▶ [What you need to do]:
How many lines in the listing below include the word "filter"? Reply with the count alone.

▶ [Listed records]:

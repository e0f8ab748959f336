//! Declarative predicates over request context
//!
//! Prompt modifiers are selected by evaluating a `Condition` tree against the
//! generation context. Conditions are plain data (TOML/JSON), never compiled code.

use serde::{Deserialize, Serialize};
use serde_json::Value;

#[derive(Debug, Clone, PartialEq, Serialize, Deserialize)]
#[serde(tag = "op", rename_all = "snake_case")]
pub enum Condition {
    Always,
    Exists { field: String },
    Eq { field: String, value: Value },
    Ne { field: String, value: Value },
    Gt { field: String, value: f64 },
    Gte { field: String, value: f64 },
    Lt { field: String, value: f64 },
    Lte { field: String, value: f64 },
    /// Substring for strings, membership for arrays
    Contains { field: String, value: Value },
    In { field: String, values: Vec<Value> },
    All { conditions: Vec<Condition> },
    Any { conditions: Vec<Condition> },
    Not { condition: Box<Condition> },
}

impl Condition {
    pub fn evaluate(&self, context: &Value) -> bool {
        match self {
            Condition::Always => true,
            Condition::Exists { field } => lookup(context, field).is_some_and(|v| !v.is_null()),
            Condition::Eq { field, value } => {
                lookup(context, field).is_some_and(|v| values_equal(v, value))
            }
            Condition::Ne { field, value } => {
                lookup(context, field).is_some_and(|v| !values_equal(v, value))
            }
            Condition::Gt { field, value } => compare(context, field, |n| n > *value),
            Condition::Gte { field, value } => compare(context, field, |n| n >= *value),
            Condition::Lt { field, value } => compare(context, field, |n| n < *value),
            Condition::Lte { field, value } => compare(context, field, |n| n <= *value),
            Condition::Contains { field, value } => match lookup(context, field) {
                Some(Value::String(s)) => value.as_str().is_some_and(|needle| s.contains(needle)),
                Some(Value::Array(items)) => items.iter().any(|item| values_equal(item, value)),
                _ => false,
            },
            Condition::In { field, values } => lookup(context, field)
                .is_some_and(|v| values.iter().any(|candidate| values_equal(v, candidate))),
            Condition::All { conditions } => conditions.iter().all(|c| c.evaluate(context)),
            Condition::Any { conditions } => conditions.iter().any(|c| c.evaluate(context)),
            Condition::Not { condition } => !condition.evaluate(context),
        }
    }
}

/// An instruction appended to a generation prompt when its condition holds
#[derive(Debug, Clone, PartialEq, Serialize, Deserialize)]
pub struct PromptModifier {
    pub name: String,
    pub condition: Condition,
    pub instruction: String,
}

/// Modifiers whose condition matches `context`, in declaration order
pub fn matching_modifiers<'a>(
    modifiers: &'a [PromptModifier],
    context: &Value,
) -> Vec<&'a PromptModifier> {
    modifiers
        .iter()
        .filter(|m| m.condition.evaluate(context))
        .collect()
}

/// Resolve a dotted path (`learner.profile.level`); numeric segments index arrays
pub fn lookup<'a>(context: &'a Value, path: &str) -> Option<&'a Value> {
    path.split('.')
        .filter(|segment| !segment.is_empty())
        .try_fold(context, |current, segment| match current {
            Value::Object(map) => map.get(segment),
            Value::Array(items) => segment.parse::<usize>().ok().and_then(|i| items.get(i)),
            _ => None,
        })
}

fn as_number(value: &Value) -> Option<f64> {
    match value {
        Value::Number(n) => n.as_f64(),
        Value::String(s) => s.trim().parse().ok(),
        _ => None,
    }
}

fn values_equal(a: &Value, b: &Value) -> bool {
    match (a, b) {
        (Value::Number(_), Value::Number(_)) => as_number(a) == as_number(b),
        _ => a == b,
    }
}

fn compare(context: &Value, field: &str, pred: impl Fn(f64) -> bool) -> bool {
    lookup(context, field).and_then(as_number).is_some_and(pred)
}

#[cfg(test)]
mod tests {
    use super::*;
    use serde_json::json;

    fn ctx() -> Value {
        json!({
            "audience": "executive",
            "score": 72,
            "tags": ["finance", "quarterly"],
            "learner": { "level": "senior", "years": "7" },
            "notes": "needs a concise summary"
        })
    }

    fn holds(condition: Value) -> bool {
        serde_json::from_value::<Condition>(condition)
            .unwrap()
            .evaluate(&ctx())
    }

    #[test]
    fn simple_comparisons() {
        assert!(holds(json!({"op": "eq", "field": "audience", "value": "executive"})));
        assert!(!holds(json!({"op": "eq", "field": "audience", "value": "staff"})));
        assert!(holds(json!({"op": "gt", "field": "score", "value": 70})));
        assert!(holds(json!({"op": "lte", "field": "score", "value": 72})));
        assert!(holds(json!({"op": "gte", "field": "learner.years", "value": 5})));
        assert!(holds(json!({"op": "ne", "field": "audience", "value": "staff"})));
    }

    #[test]
    fn missing_fields_are_false() {
        assert!(!holds(json!({"op": "exists", "field": "nope"})));
        assert!(!holds(json!({"op": "gt", "field": "nope", "value": 0})));
        assert!(!holds(json!({"op": "ne", "field": "nope", "value": 1})));
        let negated = Condition::Not {
            condition: Box::new(Condition::Exists {
                field: "nope".into(),
            }),
        };
        assert!(negated.evaluate(&ctx()));
    }

    #[test]
    fn contains_and_membership() {
        assert!(holds(json!({"op": "contains", "field": "tags", "value": "finance"})));
        assert!(holds(json!({"op": "contains", "field": "notes", "value": "concise"})));
        assert!(holds(json!({
            "op": "in",
            "field": "learner.level",
            "values": ["junior", "senior"]
        })));
        assert!(holds(json!({"op": "eq", "field": "tags.1", "value": "quarterly"})));
    }

    #[test]
    fn combinators_and_serde_shape() {
        let cond: Condition = serde_json::from_value(json!({
            "op": "all",
            "conditions": [
                { "op": "eq", "field": "audience", "value": "executive" },
                { "op": "any", "conditions": [
                    { "op": "lt", "field": "score", "value": 50 },
                    { "op": "exists", "field": "learner.level" }
                ]}
            ]
        }))
        .unwrap();
        assert!(cond.evaluate(&ctx()));
        assert!(!cond.evaluate(&json!({ "audience": "executive" })));
    }

    #[test]
    fn matching_modifiers_keeps_order() {
        let modifiers = vec![
            PromptModifier {
                name: "always".into(),
                condition: Condition::Always,
                instruction: "Be accurate.".into(),
            },
            PromptModifier {
                name: "staff".into(),
                condition: Condition::Eq {
                    field: "audience".into(),
                    value: json!("staff"),
                },
                instruction: "Use plain language.".into(),
            },
            PromptModifier {
                name: "exec".into(),
                condition: Condition::Eq {
                    field: "audience".into(),
                    value: json!("executive"),
                },
                instruction: "Lead with the conclusion.".into(),
            },
        ];
        let names: Vec<_> = matching_modifiers(&modifiers, &ctx())
            .into_iter()
            .map(|m| m.name.as_str())
            .collect();
        assert_eq!(names, vec!["always", "exec"]);
    }
}
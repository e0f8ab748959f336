//! End-to-end generate, validate, disagree, improve, learn workflow

use std::sync::Arc;
use std::time::Instant;

use chrono::{DateTime, Utc};
use futures_util::future::join_all;
use serde::{Deserialize, Serialize};
use tracing::{debug, error, info, warn};

use crate::cache::{WorkflowCache, cache_key};
use crate::clients::{ChatProvider, TokenUsage, create_provider};
use crate::config::{Config, WorkflowConfig};
use crate::disagreement::{self, Disagreement, DisagreementResolver, ResolutionStrategy};
use crate::error::{DualAiError, Result};
use crate::generator::{
    ContentType, GeneratedContent, GenerationRequest, GenerationResponse, GeneratorService,
};
use crate::improvement::{
    ContentNode, ImprovementLoop, ImprovementSummary, node_weight, reassemble, split_nodes,
};
use crate::learning::{LearningInsights, LearningRecorder};
use crate::prompts::PromptRegistry;
use crate::store::{RunStatus, SqliteWorkflowStore, WorkflowRun, WorkflowStore};
use crate::validator::{ValidationResponse, ValidationStatus, ValidatorService};

#[derive(Debug, Clone, Copy, PartialEq, Eq, Serialize, Deserialize)]
#[serde(rename_all = "snake_case")]
pub enum WorkflowStatus {
    Approved,
    NeedsRevision,
    Rejected,
    /// Not approved and the disagreement was routed to a human
    Escalated,
}

impl WorkflowStatus {
    fn from_outcome(status: ValidationStatus, disagreement: Option<&Disagreement>) -> Self {
        let escalated = disagreement
            .and_then(|d| d.resolution.as_ref())
            .is_some_and(|r| r.strategy == ResolutionStrategy::Escalate);
        match status {
            ValidationStatus::Approved => Self::Approved,
            _ if escalated => Self::Escalated,
            ValidationStatus::NeedsRevision => Self::NeedsRevision,
            ValidationStatus::Rejected => Self::Rejected,
        }
    }
}

#[derive(Debug, Clone, Serialize, Deserialize)]
pub struct WorkflowResult {
    pub workflow_id: String,
    pub trace_id: String,
    pub request_id: String,
    pub content_type: ContentType,
    /// Final content after any improvement
    pub content: GeneratedContent,
    /// First generation, before improvement
    pub generation: GenerationResponse,
    /// Final aggregated verdict
    pub validation: ValidationResponse,
    pub disagreement: Option<Disagreement>,
    pub improvement: Option<ImprovementSummary>,
    pub status: WorkflowStatus,
    /// 0-100
    pub final_confidence: f64,
    pub iterations: u32,
    pub usage: TokenUsage,
    pub duration_ms: u64,
    pub cached: bool,
    pub learning_event_id: Option<String>,
    pub completed_at: DateTime<Utc>,
}

pub struct DualAiService {
    generator: GeneratorService,
    validator: ValidatorService,
    resolver: DisagreementResolver,
    learning: LearningRecorder,
    cache: Option<WorkflowCache>,
    store: Option<Arc<dyn WorkflowStore>>,
    prompts: Arc<PromptRegistry>,
    workflow: WorkflowConfig,
}

impl DualAiService {
    /// Build providers and the bookkeeping store from configuration
    pub fn from_config(config: Config) -> Result<Self> {
        let runtime = &config.runtime;
        let primary = create_provider(
            config.generator.primary_provider,
            &config.generator.primary_model,
            runtime,
        )?;
        let fallback = match config.generator.fallback_provider {
            Some(kind) => match create_provider(kind, &config.generator.fallback_model, runtime) {
                Ok(p) => Some(p),
                Err(e) => {
                    warn!(
                        provider = %kind,
                        error = %e,
                        "Fallback generator unavailable, continuing without it"
                    );
                    None
                }
            },
            None => None,
        };
        let validator =
            create_provider(config.validator.provider, &config.validator.model, runtime)?;

        let store: Option<Arc<dyn WorkflowStore>> = match &config.store.sqlite_path {
            Some(path) => {
                info!(path = %path, "Opening workflow store");
                Some(Arc::new(SqliteWorkflowStore::open(path)?))
            }
            None => None,
        };

        Ok(Self::with_components(config, primary, fallback, validator, store))
    }

    /// Assemble the service from already-built providers
    pub fn with_components(
        config: Config,
        primary: Arc<dyn ChatProvider>,
        fallback: Option<Arc<dyn ChatProvider>>,
        validator: Arc<dyn ChatProvider>,
        store: Option<Arc<dyn WorkflowStore>>,
    ) -> Self {
        let prompts = Arc::new(PromptRegistry::new());
        let workflow = config.workflow;
        let generator = GeneratorService::new(
            primary,
            fallback,
            prompts.clone(),
            config.generator,
            workflow.batch_size,
        );
        let validator = ValidatorService::new(
            validator,
            prompts.clone(),
            config.validator,
            workflow.confidence_threshold,
        );
        let cache = config
            .cache
            .enabled
            .then(|| WorkflowCache::new(&config.cache));

        Self {
            generator,
            validator,
            resolver: DisagreementResolver::new(workflow.escalation_divergence),
            learning: LearningRecorder::new(&config.learning),
            cache,
            store,
            prompts,
            workflow,
        }
    }

    pub fn prompts(&self) -> &PromptRegistry {
        &self.prompts
    }

    pub fn learning(&self) -> &LearningRecorder {
        &self.learning
    }

    pub fn insights(&self) -> LearningInsights {
        self.learning.insights()
    }

    pub fn store(&self) -> Option<&Arc<dyn WorkflowStore>> {
        self.store.as_ref()
    }

    fn with_store(&self, operation: &str, f: impl FnOnce(&dyn WorkflowStore) -> Result<()>) {
        if let Some(store) = &self.store
            && let Err(e) = f(store.as_ref())
        {
            warn!(operation, error = %e, "Workflow store write failed");
        }
    }

    fn aggregate(
        &self,
        validations: &[ValidationResponse],
        nodes: &[ContentNode],
    ) -> Option<ValidationResponse> {
        let weights = &self.workflow.node_weights;
        let parts: Vec<(ValidationResponse, f64)> = validations
            .iter()
            .zip(nodes)
            .map(|(v, n)| (v.clone(), node_weight(weights, &n.node_type)))
            .collect();
        ValidationResponse::aggregate(&parts)
    }

    pub async fn execute(&self, request: GenerationRequest) -> Result<WorkflowResult> {
        let started = Instant::now();
        let trace_id = uuid::Uuid::new_v4().to_string();
        let request_id = request
            .options
            .request_id
            .clone()
            .unwrap_or_else(|| uuid::Uuid::new_v4().to_string());

        let key = cache_key(&request);
        if !request.options.skip_cache
            && let Some(cache) = &self.cache
            && let Some(mut hit) = cache.get(&key)
        {
            info!(
                trace_id = %trace_id,
                request_id = %request_id,
                workflow_id = %hit.workflow_id,
                "Serving workflow from cache"
            );
            hit.cached = true;
            hit.trace_id = trace_id;
            hit.request_id = request_id;
            hit.duration_ms = started.elapsed().as_millis() as u64;
            return Ok(hit);
        }

        let workflow_id = uuid::Uuid::new_v4().to_string();
        info!(
            trace_id = %trace_id,
            request_id = %request_id,
            workflow_id = %workflow_id,
            content_type = %request.content_type,
            "Workflow started"
        );
        self.with_store("record_started", |s| {
            s.record_started(&WorkflowRun::started(
                &workflow_id,
                &request_id,
                request.content_type.as_str(),
            ))
        });

        let generation = match self.generator.generate(&request).await {
            Ok(g) => g,
            Err(e) => {
                error!(
                    trace_id = %trace_id,
                    request_id = %request_id,
                    error = %e,
                    "Generation failed"
                );
                self.with_store("record_failed", |s| s.record_failed(&workflow_id, &e.to_string()));
                return Err(DualAiError::workflow(e, trace_id, request_id));
            }
        };
        let mut usage = generation.usage;

        let mut nodes = split_nodes(&generation.content);
        let requests: Vec<_> = nodes.iter().map(|n| n.validation_request(&request)).collect();
        let validations = self.validator.validate_many(&requests).await;
        for (node, validation) in nodes.iter_mut().zip(&validations) {
            node.apply_validation(validation);
            usage.add(&validation.usage);
        }
        let Some(initial) = self.aggregate(&validations, &nodes) else {
            let e = DualAiError::Internal {
                message: "no content nodes to validate".into(),
            };
            self.with_store("record_failed", |s| s.record_failed(&workflow_id, &e.to_string()));
            return Err(DualAiError::workflow(e, trace_id, request_id));
        };
        debug!(
            trace_id = %trace_id,
            nodes = nodes.len(),
            confidence = initial.confidence,
            status = %initial.status,
            "Initial validation aggregated"
        );

        let mut disagreement = disagreement::detect(&generation, &initial);
        if let Some(d) = disagreement.as_mut() {
            self.resolver.resolve(d);
        }

        let (content, validation, improvement) = if self.workflow.improvement_enabled
            && initial.confidence < self.workflow.confidence_threshold
        {
            let outcome = ImprovementLoop::new(
                &self.generator,
                &self.validator,
                self.workflow.confidence_threshold,
                self.workflow.max_iterations,
                &self.workflow.node_weights,
            )
            .run(&request, nodes, validations)
            .await;
            usage.add(&outcome.usage);
            let content = reassemble(&outcome.nodes, &generation.content);
            let validation = self
                .aggregate(&outcome.validations, &outcome.nodes)
                .unwrap_or(initial);
            (content, validation, Some(outcome.summary))
        } else {
            (generation.content.clone(), initial, None)
        };

        let status = WorkflowStatus::from_outcome(validation.status, disagreement.as_ref());
        let iterations = improvement.as_ref().map_or(0, |s| s.iterations);
        let event = self.learning.record(
            &workflow_id,
            request.content_type,
            &request.context,
            &content.to_value(),
            &validation,
            disagreement.is_some(),
        );
        self.with_store("record_completed", |s| {
            s.record_completed(
                &workflow_id,
                RunStatus::from(validation.status),
                validation.confidence,
                iterations,
            )
        });

        let result = WorkflowResult {
            workflow_id,
            trace_id,
            request_id,
            content_type: request.content_type,
            content,
            final_confidence: validation.confidence,
            generation,
            validation,
            disagreement,
            improvement,
            status,
            iterations,
            usage,
            duration_ms: started.elapsed().as_millis() as u64,
            cached: false,
            learning_event_id: Some(event.id),
            completed_at: Utc::now(),
        };
        info!(
            trace_id = %result.trace_id,
            request_id = %result.request_id,
            status = ?result.status,
            confidence = result.final_confidence,
            iterations = result.iterations,
            duration_ms = result.duration_ms,
            "Workflow completed"
        );

        if let Some(cache) = &self.cache {
            cache.put(key, result.clone());
        }
        Ok(result)
    }

    /// Run workflows in chunks of `batch_size`; results keep request order
    pub async fn execute_batch(
        &self,
        requests: Vec<GenerationRequest>,
    ) -> Vec<Result<WorkflowResult>> {
        let batch_size = self.workflow.batch_size.max(1);
        let mut results = Vec::with_capacity(requests.len());
        for (index, chunk) in requests.chunks(batch_size).enumerate() {
            debug!(batch = index, size = chunk.len(), "Executing workflow batch");
            results.extend(join_all(chunk.iter().cloned().map(|r| self.execute(r))).await);
        }
        results
    }
}

#[cfg(test)]
mod tests {
    use super::*;
    use crate::disagreement::detect_scores;

    #[test]
    fn escalation_only_applies_to_unapproved_outcomes() {
        let mut verdict = ValidationResponse::fallback(None, "p", "m");
        verdict.fallback = false;
        verdict.confidence = 30.0;
        verdict.status = ValidationStatus::Rejected;
        let mut d = detect_scores(0.9, &verdict).unwrap();
        DisagreementResolver::new(0.3).resolve(&mut d);

        assert_eq!(
            WorkflowStatus::from_outcome(ValidationStatus::Rejected, Some(&d)),
            WorkflowStatus::Escalated
        );
        assert_eq!(
            WorkflowStatus::from_outcome(ValidationStatus::Approved, Some(&d)),
            WorkflowStatus::Approved
        );
        assert_eq!(
            WorkflowStatus::from_outcome(ValidationStatus::NeedsRevision, None),
            WorkflowStatus::NeedsRevision
        );
    }
}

▶ [Exercise output]:
2